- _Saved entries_
-=-=-=-=-

//! Text normalization with acronym/synonym expansion.
//!
//! Normalization is a pure function: lowercase, strip punctuation noise
//! (keeping hyphens and decimal points that carry dosage meaning), collapse
//! whitespace, tokenize, then expand acronyms against the shared lexicon.
//! The expanded string doubles as the retrieval query.

pub mod lexicon;

use std::sync::Arc;

use encoding_rs::UTF_8;

use crate::types::NormalizedQuery;
use lexicon::AcronymLexicon;

/// Kept in the middle of a phrase, never treated as lexicon keys there.
const STOP_WORDS: &[&str] = &["a", "an", "and", "the", "for", "in", "of", "on", "with"];

pub(crate) fn is_stop_word(token: &str) -> bool {
    STOP_WORDS.contains(&token)
}

#[derive(Debug, thiserror::Error)]
pub enum NormalizeError {
    #[error("input bytes are not valid UTF-8 text")]
    Encoding,

    #[error("input normalized to the empty string: {0:?}")]
    EmptyInput(String),
}

/// Minimal cleanup: lowercase, map punctuation to spaces, collapse runs of
/// whitespace. Hyphens joining alphanumerics ("x-ray") and decimal points
/// inside numbers ("0.5") survive; everything else non-alphanumeric does not.
pub(crate) fn clean(raw: &str) -> String {
    let lower = raw.to_lowercase();
    let chars: Vec<char> = lower.chars().collect();
    let mut kept = String::with_capacity(lower.len());
    for (i, c) in chars.iter().enumerate() {
        let keep = match c {
            'a'..='z' | '0'..='9' => true,
            '-' => {
                i > 0
                    && i + 1 < chars.len()
                    && chars[i - 1].is_ascii_alphanumeric()
                    && chars[i + 1].is_ascii_alphanumeric()
            }
            '.' => {
                i > 0
                    && i + 1 < chars.len()
                    && chars[i - 1].is_ascii_digit()
                    && chars[i + 1].is_ascii_digit()
            }
            _ => false,
        };
        kept.push(if keep { *c } else { ' ' });
    }
    kept.split_whitespace().collect::<Vec<_>>().join(" ")
}

/// Normalizes raw mention text into a [`NormalizedQuery`].
///
/// Holds the lexicon by `Arc` so one instance can be shared by reference
/// across concurrent workers; nothing here mutates after construction.
#[derive(Debug, Clone)]
pub struct Normalizer {
    lexicon: Arc<AcronymLexicon>,
}

impl Normalizer {
    pub fn new(lexicon: Arc<AcronymLexicon>) -> Self {
        Self { lexicon }
    }

    /// Pure normalization: same input always yields the same output.
    /// Input that is empty after cleanup yields the empty query, not an error.
    pub fn normalize(&self, raw: &str) -> NormalizedQuery {
        let cleaned = clean(raw);
        if cleaned.is_empty() {
            return NormalizedQuery::empty();
        }
        let tokens: Vec<String> = cleaned.split_whitespace().map(String::from).collect();
        let expanded = self.lexicon.expand(&tokens);
        let expanded_text = expanded.join(" ");
        NormalizedQuery {
            tokens: expanded,
            expanded_text,
        }
    }

    /// Like [`normalize`](Self::normalize) for input whose encoding is not
    /// guaranteed. Malformed byte sequences are an error rather than being
    /// silently replaced.
    pub fn normalize_bytes(&self, raw: &[u8]) -> Result<NormalizedQuery, NormalizeError> {
        let (text, had_errors) = UTF_8.decode_with_bom_removal(raw);
        if had_errors {
            return Err(NormalizeError::Encoding);
        }
        Ok(self.normalize(&text))
    }
}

-=-=-=-=-

- _AIM OF THE TASK_
From the entries above, show each line that includes the string "yields".

- _RESPONSE BELOW_
    /// Pure normalization: same input always yields the same output.
    /// Input that is empty after cleanup yields the empty query, not an error.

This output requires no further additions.